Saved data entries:
===============
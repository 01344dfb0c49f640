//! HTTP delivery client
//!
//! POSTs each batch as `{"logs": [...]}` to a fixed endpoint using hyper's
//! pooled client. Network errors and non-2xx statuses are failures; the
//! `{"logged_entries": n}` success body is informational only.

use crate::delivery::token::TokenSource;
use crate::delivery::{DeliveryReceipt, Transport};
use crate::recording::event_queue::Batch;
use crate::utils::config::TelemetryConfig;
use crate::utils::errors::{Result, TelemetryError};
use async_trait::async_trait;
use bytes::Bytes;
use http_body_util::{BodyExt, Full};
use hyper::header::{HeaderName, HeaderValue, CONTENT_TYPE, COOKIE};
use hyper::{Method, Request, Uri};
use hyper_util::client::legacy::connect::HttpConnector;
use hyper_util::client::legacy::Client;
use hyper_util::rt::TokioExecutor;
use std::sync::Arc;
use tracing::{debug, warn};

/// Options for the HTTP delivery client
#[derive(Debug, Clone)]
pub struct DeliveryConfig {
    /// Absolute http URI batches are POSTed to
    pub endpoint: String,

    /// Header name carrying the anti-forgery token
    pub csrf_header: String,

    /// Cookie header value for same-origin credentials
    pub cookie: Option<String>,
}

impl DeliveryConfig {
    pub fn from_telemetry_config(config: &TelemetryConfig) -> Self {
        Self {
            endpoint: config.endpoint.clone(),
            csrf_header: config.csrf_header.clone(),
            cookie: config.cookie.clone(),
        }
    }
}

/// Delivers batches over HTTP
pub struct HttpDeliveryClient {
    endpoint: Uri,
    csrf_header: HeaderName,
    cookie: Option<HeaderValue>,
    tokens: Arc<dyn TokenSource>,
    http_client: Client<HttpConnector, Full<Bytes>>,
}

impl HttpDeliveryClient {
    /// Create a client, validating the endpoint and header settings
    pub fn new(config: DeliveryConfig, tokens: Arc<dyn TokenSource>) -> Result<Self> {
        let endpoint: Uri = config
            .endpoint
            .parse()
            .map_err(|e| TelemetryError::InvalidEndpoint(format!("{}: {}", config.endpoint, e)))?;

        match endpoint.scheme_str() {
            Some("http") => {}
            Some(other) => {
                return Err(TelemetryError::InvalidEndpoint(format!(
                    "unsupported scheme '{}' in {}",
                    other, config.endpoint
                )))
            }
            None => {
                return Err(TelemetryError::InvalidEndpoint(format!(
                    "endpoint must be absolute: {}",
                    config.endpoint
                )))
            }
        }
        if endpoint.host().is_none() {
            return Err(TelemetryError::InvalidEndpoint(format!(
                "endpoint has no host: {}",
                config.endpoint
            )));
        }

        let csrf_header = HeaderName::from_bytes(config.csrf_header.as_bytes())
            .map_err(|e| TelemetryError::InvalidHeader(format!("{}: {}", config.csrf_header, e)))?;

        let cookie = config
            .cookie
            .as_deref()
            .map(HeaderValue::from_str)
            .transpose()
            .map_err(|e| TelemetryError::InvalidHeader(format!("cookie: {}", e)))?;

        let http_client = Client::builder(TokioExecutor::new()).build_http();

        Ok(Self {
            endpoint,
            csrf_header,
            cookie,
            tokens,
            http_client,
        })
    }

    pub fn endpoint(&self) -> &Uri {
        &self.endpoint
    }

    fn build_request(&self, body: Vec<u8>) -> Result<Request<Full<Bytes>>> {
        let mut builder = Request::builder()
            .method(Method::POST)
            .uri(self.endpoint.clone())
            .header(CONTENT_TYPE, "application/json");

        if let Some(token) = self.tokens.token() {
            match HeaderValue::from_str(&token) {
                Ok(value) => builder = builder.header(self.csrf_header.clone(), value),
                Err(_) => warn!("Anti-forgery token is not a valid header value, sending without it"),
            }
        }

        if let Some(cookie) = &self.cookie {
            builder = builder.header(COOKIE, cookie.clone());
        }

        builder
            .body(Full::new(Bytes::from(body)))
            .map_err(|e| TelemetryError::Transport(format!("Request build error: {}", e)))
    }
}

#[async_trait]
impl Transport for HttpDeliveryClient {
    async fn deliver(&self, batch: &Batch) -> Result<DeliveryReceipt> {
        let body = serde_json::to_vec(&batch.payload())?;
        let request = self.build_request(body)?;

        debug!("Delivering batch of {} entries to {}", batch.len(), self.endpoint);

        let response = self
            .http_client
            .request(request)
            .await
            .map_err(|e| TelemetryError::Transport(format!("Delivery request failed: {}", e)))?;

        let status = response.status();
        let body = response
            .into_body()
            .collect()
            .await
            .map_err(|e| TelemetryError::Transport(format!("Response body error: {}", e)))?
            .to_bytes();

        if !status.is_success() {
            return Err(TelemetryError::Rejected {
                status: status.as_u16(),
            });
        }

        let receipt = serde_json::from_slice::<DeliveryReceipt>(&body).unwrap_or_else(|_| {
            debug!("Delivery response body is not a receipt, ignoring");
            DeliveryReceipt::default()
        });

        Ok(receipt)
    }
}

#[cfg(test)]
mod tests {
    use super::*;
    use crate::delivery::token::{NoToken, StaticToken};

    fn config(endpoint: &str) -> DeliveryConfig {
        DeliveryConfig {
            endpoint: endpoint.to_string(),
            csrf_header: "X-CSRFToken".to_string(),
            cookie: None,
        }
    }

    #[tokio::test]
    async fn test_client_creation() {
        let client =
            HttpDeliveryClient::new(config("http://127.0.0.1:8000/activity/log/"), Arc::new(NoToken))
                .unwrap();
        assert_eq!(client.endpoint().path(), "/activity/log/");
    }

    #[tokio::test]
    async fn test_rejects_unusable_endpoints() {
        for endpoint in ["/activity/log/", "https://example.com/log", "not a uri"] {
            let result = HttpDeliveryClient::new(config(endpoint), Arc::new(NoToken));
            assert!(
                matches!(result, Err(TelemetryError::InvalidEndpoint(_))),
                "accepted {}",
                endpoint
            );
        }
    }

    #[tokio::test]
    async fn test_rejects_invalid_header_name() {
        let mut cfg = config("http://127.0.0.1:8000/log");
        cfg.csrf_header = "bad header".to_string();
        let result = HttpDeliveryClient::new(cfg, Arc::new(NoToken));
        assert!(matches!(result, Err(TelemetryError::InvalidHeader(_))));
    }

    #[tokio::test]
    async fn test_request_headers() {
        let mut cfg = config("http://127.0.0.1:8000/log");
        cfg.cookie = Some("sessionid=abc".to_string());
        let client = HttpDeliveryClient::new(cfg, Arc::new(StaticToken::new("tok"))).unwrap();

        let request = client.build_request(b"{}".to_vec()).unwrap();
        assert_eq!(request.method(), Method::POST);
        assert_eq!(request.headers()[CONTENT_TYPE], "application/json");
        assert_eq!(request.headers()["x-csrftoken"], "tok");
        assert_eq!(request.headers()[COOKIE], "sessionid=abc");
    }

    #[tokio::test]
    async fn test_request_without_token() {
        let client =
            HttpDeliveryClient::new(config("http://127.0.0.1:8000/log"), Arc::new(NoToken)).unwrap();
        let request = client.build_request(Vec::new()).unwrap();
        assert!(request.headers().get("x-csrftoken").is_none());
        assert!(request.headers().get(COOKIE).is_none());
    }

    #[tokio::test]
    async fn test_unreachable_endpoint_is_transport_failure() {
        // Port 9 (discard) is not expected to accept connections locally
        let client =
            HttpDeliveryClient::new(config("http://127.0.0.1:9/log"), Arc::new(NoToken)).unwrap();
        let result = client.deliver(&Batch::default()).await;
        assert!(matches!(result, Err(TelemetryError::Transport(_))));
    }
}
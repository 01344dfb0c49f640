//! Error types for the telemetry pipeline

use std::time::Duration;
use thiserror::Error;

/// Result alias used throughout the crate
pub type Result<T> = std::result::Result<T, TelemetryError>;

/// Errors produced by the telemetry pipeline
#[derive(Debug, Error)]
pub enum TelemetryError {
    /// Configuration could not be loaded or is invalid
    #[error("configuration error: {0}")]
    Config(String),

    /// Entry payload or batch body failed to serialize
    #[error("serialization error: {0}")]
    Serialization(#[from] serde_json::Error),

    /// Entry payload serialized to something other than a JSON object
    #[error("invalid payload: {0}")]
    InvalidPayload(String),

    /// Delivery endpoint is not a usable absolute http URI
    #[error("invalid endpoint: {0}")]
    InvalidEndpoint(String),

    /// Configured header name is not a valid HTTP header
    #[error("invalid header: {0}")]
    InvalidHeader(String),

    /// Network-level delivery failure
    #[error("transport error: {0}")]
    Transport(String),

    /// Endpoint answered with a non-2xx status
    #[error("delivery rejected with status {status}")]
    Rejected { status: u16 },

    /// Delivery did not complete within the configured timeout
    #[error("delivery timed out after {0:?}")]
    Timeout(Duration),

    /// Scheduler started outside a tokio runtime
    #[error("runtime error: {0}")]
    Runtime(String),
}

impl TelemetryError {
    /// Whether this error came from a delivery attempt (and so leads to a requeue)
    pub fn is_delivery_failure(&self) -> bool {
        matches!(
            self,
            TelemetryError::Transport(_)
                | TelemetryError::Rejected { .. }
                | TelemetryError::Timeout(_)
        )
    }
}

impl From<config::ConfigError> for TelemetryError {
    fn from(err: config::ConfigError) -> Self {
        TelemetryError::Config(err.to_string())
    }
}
===============
**Exercise objective**
Going back to the entries above, set down exactly the lines that begin at the one with "accept connections locally" and end at the one with "for the telemetry pipeline", both included, and nothing else.

**Answer section**
        // Port 9 (discard) is not expected to accept connections locally
        let client =
            HttpDeliveryClient::new(config("http://127.0.0.1:9/log"), Arc::new(NoToken)).unwrap();
        let result = client.deliver(&Batch::default()).await;
        assert!(matches!(result, Err(TelemetryError::Transport(_))));
    }
}
repository 01344dfb0c49f640
//! Error types for the telemetry pipeline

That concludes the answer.